▸ TASK DESCRIPTION:
Search the records below for the string "MemoryComplexity", and report each line that contains it.

▸ ENTRIES SHOWN:
-- Opening Marker --
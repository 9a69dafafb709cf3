use std::collections::HashMap;
use std::fmt;

use crate::context::ElementKind;

use super::AnnotationProcessor;
use super::complexity::ComplexityProcessor;
use super::constraint::ConstraintProcessor;
use super::informational::InformationalProcessor;
use super::null_marks::NullMarkProcessor;
use super::one_way_change::OneWayChangeProcessor;
use super::pure_function::PureFunctionProcessor;
use super::self_invocation::SelfInvocationProcessor;
use super::throws::ThrowsProcessor;
use super::weight::WeightProcessor;

/// Internal package of the meta annotations.
pub const ANNOTATION_PACKAGE: &str = "com/igormaznitsa/meta/annotation/";

const TYPE: ElementKind = ElementKind::Type;
const FIELD: ElementKind = ElementKind::Field;
const METHOD: ElementKind = ElementKind::Method;
const CONSTRUCTOR: ElementKind = ElementKind::Constructor;
const PARAMETER: ElementKind = ElementKind::Parameter;

const EVERYWHERE: &[ElementKind] = &[TYPE, FIELD, METHOD, CONSTRUCTOR, PARAMETER];

/// Every meta annotation family known to the checker, in reporting order.
#[derive(Debug, Clone, Copy, PartialEq, Eq, PartialOrd, Ord, Hash)]
pub enum MetaAnnotation {
    Constraint,
    Determined,
    DisableSelfInvocation,
    Experimental,
    ImplementationNote,
    LazyInited,
    Link,
    MayContainNull,
    MemoryComplexity,
    MustNotContainNull,
    NeedsRefactoring,
    NonDetermined,
    OneWayChange,
    PureFunction,
    ReturnsOriginal,
    Risky,
    ThrowsRuntimeException,
    TimeComplexity,
    ToDo,
    Warning,
    Weight,
}

impl MetaAnnotation {
    pub const ALL: [Self; 21] = [
        Self::Constraint,
        Self::Determined,
        Self::DisableSelfInvocation,
        Self::Experimental,
        Self::ImplementationNote,
        Self::LazyInited,
        Self::Link,
        Self::MayContainNull,
        Self::MemoryComplexity,
        Self::MustNotContainNull,
        Self::NeedsRefactoring,
        Self::NonDetermined,
        Self::OneWayChange,
        Self::PureFunction,
        Self::ReturnsOriginal,
        Self::Risky,
        Self::ThrowsRuntimeException,
        Self::TimeComplexity,
        Self::ToDo,
        Self::Warning,
        Self::Weight,
    ];

    /// Upper snake case name used in summaries and configuration.
    #[must_use]
    pub const fn name(self) -> &'static str {
        match self {
            Self::Constraint => "CONSTRAINT",
            Self::Determined => "DETERMINED",
            Self::DisableSelfInvocation => "DISABLE_SELF_INVOCATION",
            Self::Experimental => "EXPERIMENTAL",
            Self::ImplementationNote => "IMPLEMENTATION_NOTE",
            Self::LazyInited => "LAZY_INITED",
            Self::Link => "LINK",
            Self::MayContainNull => "MAY_CONTAIN_NULL",
            Self::MemoryComplexity => "MEMORY_COMPLEXITY",
            Self::MustNotContainNull => "MUST_NOT_CONTAIN_NULL",
            Self::NeedsRefactoring => "NEEDS_REFACTORING",
            Self::NonDetermined => "NON_DETERMINED",
            Self::OneWayChange => "ONE_WAY_CHANGE",
            Self::PureFunction => "PURE_FUNCTION",
            Self::ReturnsOriginal => "RETURNS_ORIGINAL",
            Self::Risky => "RISKY",
            Self::ThrowsRuntimeException => "THROW_RUNTIME_EXCEPTION",
            Self::TimeComplexity => "TIME_COMPLEXITY",
            Self::ToDo => "TODO",
            Self::Warning => "WARNING",
            Self::Weight => "WEIGHT",
        }
    }

    /// Simple class names of the annotation types; repeatable annotations
    /// list their container as well.
    #[must_use]
    pub const fn simple_names(self) -> &'static [&'static str] {
        match self {
            Self::Constraint => &["Constraint"],
            Self::Determined => &["Determined"],
            Self::DisableSelfInvocation => &["DisableSelfInvocation"],
            Self::Experimental => &["Experimental"],
            Self::ImplementationNote => &["ImplementationNote"],
            Self::LazyInited => &["LazyInited"],
            Self::Link => &["Link"],
            Self::MayContainNull => &["MayContainNull"],
            Self::MemoryComplexity => &["MemoryComplexity"],
            Self::MustNotContainNull => &["MustNotContainNull"],
            Self::NeedsRefactoring => &["NeedsRefactoring"],
            Self::NonDetermined => &["NonDetermined"],
            Self::OneWayChange => &["OneWayChange"],
            Self::PureFunction => &["PureFunction"],
            Self::ReturnsOriginal => &["ReturnsOriginal"],
            Self::Risky => &["Risky"],
            Self::ThrowsRuntimeException => &["ThrowsRuntimeException", "ThrowsRuntimeExceptions"],
            Self::TimeComplexity => &["TimeComplexity"],
            Self::ToDo => &["ToDo"],
            Self::Warning => &["Warning"],
            Self::Weight => &["Weight"],
        }
    }

    /// Element kinds the annotation type may be attached to.
    #[must_use]
    pub const fn allowed_kinds(self) -> &'static [ElementKind] {
        match self {
            Self::Constraint | Self::MayContainNull | Self::MustNotContainNull => {
                &[FIELD, METHOD, PARAMETER]
            }
            Self::Determined | Self::NonDetermined | Self::NeedsRefactoring | Self::Weight => {
                &[TYPE, METHOD, CONSTRUCTOR]
            }
            Self::LazyInited => &[FIELD, METHOD],
            Self::OneWayChange => &[TYPE, METHOD],
            Self::ThrowsRuntimeException | Self::TimeComplexity | Self::MemoryComplexity => {
                &[METHOD, CONSTRUCTOR]
            }
            Self::ReturnsOriginal | Self::PureFunction | Self::DisableSelfInvocation => &[METHOD],
            Self::Link
            | Self::Risky
            | Self::Experimental
            | Self::ToDo
            | Self::Warning
            | Self::ImplementationNote => EVERYWHERE,
        }
    }

    /// Field descriptors of the annotation types, e.g. `Lcom/igormaznitsa/meta/annotation/Weight;`.
    #[must_use]
    pub fn descriptors(self) -> Vec<String> {
        self.simple_names()
            .iter()
            .map(|name| format!("L{ANNOTATION_PACKAGE}{name};"))
            .collect()
    }

    /// Dotted canonical names of the annotation types.
    #[must_use]
    pub fn canonical_names(self) -> Vec<String> {
        self.simple_names()
            .iter()
            .map(|name| format!("{}{name}", ANNOTATION_PACKAGE.replace('/', ".")))
            .collect()
    }

    /// Check a user supplied annotation name against this family.
    ///
    /// Dotted names must equal a canonical name, short names must equal the
    /// last segment; both ignore case.
    #[must_use]
    pub fn is_among_class_names(self, name: &str) -> bool {
        let name = name.trim();
        if name.is_empty() {
            return false;
        }
        let suffix = format!(".{}", name.to_lowercase());
        self.canonical_names().iter().any(|canonical| {
            if name.contains('.') {
                canonical.eq_ignore_ascii_case(name)
            } else {
                canonical.to_lowercase().ends_with(&suffix)
            }
        })
    }

    /// Built-in processor for this family.
    #[must_use]
    pub fn processor(self) -> Box<dyn AnnotationProcessor> {
        match self {
            Self::Constraint => Box::new(ConstraintProcessor),
            Self::DisableSelfInvocation => Box::new(SelfInvocationProcessor),
            Self::MayContainNull | Self::MustNotContainNull => Box::new(NullMarkProcessor::new(self)),
            Self::MemoryComplexity => Box::new(ComplexityProcessor::memory()),
            Self::TimeComplexity => Box::new(ComplexityProcessor::time()),
            Self::OneWayChange => Box::new(OneWayChangeProcessor),
            Self::PureFunction => Box::new(PureFunctionProcessor),
            Self::ThrowsRuntimeException => Box::new(ThrowsProcessor),
            Self::Weight => Box::new(WeightProcessor),
            Self::Determined
            | Self::Experimental
            | Self::ImplementationNote
            | Self::LazyInited
            | Self::Link
            | Self::NeedsRefactoring
            | Self::NonDetermined
            | Self::ReturnsOriginal
            | Self::Risky
            | Self::ToDo
            | Self::Warning => Box::new(InformationalProcessor::new(self)),
        }
    }
}

impl fmt::Display for MetaAnnotation {
    fn fmt(&self, f: &mut fmt::Formatter<'_>) -> fmt::Result {
        f.write_str(self.name())
    }
}

/// Registered processors with a descriptor index for dispatch.
pub struct ProcessorRegistry {
    processors: Vec<Box<dyn AnnotationProcessor>>,
    descriptor_map: HashMap<String, Vec<usize>>,
}

impl ProcessorRegistry {
    /// Empty registry.
    #[must_use]
    pub fn new() -> Self {
        Self {
            processors: Vec::new(),
            descriptor_map: HashMap::new(),
        }
    }

    pub fn register(&mut self, processor: Box<dyn AnnotationProcessor>) {
        let idx = self.processors.len();
        for descriptor in processor.annotation_types() {
            self.descriptor_map.entry(descriptor).or_default().push(idx);
        }
        self.processors.push(processor);
    }

    /// Processors claiming the annotation type with the given descriptor.
    pub fn processors_for<'a>(
        &'a self,
        descriptor: &str,
    ) -> impl Iterator<Item = &'a dyn AnnotationProcessor> + 'a {
        self.descriptor_map
            .get(descriptor)
            .map_or(&[][..], Vec::as_slice)
            .iter()
            .map(|&idx| self.processors[idx].as_ref())
    }

    /// True if any registered processor may fire on elements of `kind`.
    #[must_use]
    pub fn claims_kind(&self, kind: ElementKind) -> bool {
        self.processors.iter().any(|p| p.is_element_allowed(kind))
    }

    #[must_use]
    pub fn all(&self) -> &[Box<dyn AnnotationProcessor>] {
        &self.processors
    }

    #[must_use]
    pub fn len(&self) -> usize {
        self.processors.len()
    }

    #[must_use]
    pub fn is_empty(&self) -> bool {
        self.processors.is_empty()
    }
}

impl Default for ProcessorRegistry {
    fn default() -> Self {
        let mut registry = Self::new();
        for kind in MetaAnnotation::ALL {
            registry.register(kind.processor());
        }
        registry
    }
}

impl fmt::Debug for ProcessorRegistry {
    fn fmt(&self, f: &mut fmt::Formatter<'_>) -> fmt::Result {
        f.debug_struct("ProcessorRegistry")
            .field(
                "processors",
                &self.processors.iter().map(|p| p.kind()).collect::<Vec<_>>(),
            )
            .finish_non_exhaustive()
    }
}

#[cfg(test)]
#[path = "registry_tests.rs"]
mod tests;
-- Closing Marker --
▸ REPLY:
    MemoryComplexity,
        Self::MemoryComplexity,
            Self::MemoryComplexity => "MEMORY_COMPLEXITY",
            Self::MemoryComplexity => &["MemoryComplexity"],
            Self::ThrowsRuntimeException | Self::TimeComplexity | Self::MemoryComplexity => {
            Self::MemoryComplexity => Box::new(ComplexityProcessor::memory()),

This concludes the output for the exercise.